*EXERCISE OBJECTIVE:* The answer must consist of each line below that contains the string "Some".

(Records from a dataset)
::::
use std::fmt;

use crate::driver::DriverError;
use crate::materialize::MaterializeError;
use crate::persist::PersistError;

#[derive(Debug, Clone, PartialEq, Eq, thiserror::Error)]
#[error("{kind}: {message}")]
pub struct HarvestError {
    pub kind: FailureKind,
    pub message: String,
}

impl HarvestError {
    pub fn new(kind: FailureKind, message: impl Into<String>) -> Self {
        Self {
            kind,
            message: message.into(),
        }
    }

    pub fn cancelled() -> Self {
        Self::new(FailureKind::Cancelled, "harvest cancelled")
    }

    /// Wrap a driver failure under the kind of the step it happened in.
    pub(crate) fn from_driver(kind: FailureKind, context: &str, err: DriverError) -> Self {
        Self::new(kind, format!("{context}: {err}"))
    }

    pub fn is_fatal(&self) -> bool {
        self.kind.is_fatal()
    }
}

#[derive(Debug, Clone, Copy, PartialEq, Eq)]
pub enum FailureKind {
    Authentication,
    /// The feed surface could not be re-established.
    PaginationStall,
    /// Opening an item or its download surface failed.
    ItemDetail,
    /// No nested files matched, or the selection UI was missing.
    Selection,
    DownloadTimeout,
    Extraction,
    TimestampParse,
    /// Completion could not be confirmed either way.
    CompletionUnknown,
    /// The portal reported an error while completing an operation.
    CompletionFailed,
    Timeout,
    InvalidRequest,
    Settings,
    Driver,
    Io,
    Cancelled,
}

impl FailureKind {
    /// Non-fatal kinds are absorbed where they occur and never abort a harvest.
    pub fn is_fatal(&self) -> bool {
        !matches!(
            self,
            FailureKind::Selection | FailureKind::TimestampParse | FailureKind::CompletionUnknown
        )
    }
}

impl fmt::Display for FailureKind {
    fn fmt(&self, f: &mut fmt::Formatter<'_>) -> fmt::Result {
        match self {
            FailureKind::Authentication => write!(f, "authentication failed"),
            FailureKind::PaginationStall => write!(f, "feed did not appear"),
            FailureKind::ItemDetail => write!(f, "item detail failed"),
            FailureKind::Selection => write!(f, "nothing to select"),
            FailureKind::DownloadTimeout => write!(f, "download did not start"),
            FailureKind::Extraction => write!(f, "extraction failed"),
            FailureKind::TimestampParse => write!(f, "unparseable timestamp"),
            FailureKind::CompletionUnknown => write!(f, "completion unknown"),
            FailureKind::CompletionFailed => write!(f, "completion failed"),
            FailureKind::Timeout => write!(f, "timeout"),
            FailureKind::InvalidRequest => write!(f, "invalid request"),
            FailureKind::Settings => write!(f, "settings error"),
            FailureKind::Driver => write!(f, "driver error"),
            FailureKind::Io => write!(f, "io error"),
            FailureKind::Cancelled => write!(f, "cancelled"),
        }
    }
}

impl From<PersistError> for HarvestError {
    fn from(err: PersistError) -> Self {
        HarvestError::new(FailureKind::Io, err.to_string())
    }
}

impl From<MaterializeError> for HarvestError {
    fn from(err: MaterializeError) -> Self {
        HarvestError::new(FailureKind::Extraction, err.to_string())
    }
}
::::
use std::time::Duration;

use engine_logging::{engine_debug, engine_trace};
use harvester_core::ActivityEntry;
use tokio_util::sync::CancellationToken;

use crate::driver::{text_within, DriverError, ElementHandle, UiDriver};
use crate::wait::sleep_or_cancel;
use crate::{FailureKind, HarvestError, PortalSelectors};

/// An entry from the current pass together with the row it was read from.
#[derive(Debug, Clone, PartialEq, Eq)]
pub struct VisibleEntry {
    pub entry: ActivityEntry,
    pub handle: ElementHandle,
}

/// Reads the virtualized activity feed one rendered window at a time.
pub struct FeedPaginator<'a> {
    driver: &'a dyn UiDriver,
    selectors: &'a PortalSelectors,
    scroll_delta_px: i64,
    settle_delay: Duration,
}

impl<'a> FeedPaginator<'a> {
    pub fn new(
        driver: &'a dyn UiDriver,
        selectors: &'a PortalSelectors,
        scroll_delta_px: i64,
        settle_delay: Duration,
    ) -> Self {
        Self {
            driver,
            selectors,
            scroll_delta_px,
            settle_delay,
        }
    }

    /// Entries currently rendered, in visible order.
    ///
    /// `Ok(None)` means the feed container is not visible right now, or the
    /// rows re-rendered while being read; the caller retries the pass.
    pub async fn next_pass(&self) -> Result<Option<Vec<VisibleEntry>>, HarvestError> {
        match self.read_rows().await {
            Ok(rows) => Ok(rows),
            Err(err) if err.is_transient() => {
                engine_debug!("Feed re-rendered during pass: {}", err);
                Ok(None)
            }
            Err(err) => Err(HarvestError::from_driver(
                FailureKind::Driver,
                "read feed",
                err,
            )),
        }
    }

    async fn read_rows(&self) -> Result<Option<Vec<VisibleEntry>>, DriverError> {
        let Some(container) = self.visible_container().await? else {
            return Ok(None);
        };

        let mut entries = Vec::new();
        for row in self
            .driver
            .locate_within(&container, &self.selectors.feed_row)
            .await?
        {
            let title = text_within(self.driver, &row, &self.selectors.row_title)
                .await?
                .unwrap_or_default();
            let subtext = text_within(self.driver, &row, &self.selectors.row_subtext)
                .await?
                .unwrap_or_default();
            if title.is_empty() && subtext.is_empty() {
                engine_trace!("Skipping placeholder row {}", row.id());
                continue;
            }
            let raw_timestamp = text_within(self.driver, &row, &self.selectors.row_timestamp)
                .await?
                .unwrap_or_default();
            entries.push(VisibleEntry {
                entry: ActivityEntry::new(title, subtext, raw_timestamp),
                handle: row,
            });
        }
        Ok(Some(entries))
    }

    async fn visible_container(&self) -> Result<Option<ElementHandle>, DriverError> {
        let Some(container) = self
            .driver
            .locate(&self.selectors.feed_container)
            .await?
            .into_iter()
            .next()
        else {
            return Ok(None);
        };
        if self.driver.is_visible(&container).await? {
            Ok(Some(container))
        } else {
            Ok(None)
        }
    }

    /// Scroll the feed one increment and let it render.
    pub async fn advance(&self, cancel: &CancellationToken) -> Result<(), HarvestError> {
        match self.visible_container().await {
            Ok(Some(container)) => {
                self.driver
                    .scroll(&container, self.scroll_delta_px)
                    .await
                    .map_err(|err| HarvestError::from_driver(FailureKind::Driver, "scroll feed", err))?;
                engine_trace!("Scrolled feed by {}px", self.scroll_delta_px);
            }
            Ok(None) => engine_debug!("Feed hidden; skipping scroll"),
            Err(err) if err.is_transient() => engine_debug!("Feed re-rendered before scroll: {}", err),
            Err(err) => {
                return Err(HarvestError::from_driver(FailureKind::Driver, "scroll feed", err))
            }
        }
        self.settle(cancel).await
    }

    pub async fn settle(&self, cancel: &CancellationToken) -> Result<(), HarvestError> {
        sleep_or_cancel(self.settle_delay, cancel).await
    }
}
::::
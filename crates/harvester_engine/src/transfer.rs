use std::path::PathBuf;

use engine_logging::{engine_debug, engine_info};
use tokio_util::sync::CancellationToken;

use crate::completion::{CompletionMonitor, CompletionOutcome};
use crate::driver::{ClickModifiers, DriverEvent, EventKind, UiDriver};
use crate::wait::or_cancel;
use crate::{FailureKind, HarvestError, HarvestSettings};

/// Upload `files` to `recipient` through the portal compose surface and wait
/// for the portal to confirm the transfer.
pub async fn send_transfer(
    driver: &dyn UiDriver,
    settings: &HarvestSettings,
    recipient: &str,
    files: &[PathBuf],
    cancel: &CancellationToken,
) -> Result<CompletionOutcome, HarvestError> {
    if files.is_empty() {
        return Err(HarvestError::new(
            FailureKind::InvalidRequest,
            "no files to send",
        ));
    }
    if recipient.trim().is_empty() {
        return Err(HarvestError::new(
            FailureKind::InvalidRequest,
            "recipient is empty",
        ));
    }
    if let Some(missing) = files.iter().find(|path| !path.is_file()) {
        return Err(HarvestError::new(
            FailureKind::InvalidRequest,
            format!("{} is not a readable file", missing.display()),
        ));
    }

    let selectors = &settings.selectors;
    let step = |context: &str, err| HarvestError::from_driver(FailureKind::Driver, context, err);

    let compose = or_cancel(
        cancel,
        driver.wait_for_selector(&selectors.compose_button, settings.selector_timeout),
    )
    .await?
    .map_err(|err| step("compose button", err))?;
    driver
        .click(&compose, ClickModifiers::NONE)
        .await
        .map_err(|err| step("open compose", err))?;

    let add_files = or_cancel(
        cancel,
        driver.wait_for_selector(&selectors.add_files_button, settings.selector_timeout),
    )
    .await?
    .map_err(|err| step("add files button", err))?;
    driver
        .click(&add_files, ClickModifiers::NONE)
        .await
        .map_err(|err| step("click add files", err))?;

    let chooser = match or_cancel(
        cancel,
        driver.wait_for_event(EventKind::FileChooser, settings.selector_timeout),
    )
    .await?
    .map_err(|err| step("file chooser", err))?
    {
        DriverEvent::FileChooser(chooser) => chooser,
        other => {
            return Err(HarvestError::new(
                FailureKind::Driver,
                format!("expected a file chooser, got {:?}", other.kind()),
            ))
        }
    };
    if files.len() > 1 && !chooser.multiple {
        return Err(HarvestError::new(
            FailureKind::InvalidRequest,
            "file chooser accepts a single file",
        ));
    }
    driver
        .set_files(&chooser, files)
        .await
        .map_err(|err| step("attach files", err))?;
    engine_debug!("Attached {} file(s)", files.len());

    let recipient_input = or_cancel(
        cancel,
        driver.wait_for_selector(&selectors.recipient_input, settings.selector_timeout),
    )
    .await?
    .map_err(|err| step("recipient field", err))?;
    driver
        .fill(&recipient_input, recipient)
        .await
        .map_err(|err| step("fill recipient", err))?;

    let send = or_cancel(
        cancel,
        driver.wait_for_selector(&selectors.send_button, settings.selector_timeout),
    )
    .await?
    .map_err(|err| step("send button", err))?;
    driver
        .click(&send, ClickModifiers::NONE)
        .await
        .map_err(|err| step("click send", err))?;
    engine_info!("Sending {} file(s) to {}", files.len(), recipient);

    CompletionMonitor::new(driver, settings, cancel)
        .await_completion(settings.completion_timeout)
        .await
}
::::
*SOLVED PROBLEM:*
        let Some(container) = self.visible_container().await? else {
        Ok(Some(entries))
        let Some(container) = self
            Ok(Some(container))
            Ok(Some(container)) => {
    if let Some(missing) = files.iter().find(|path| !path.is_file()) {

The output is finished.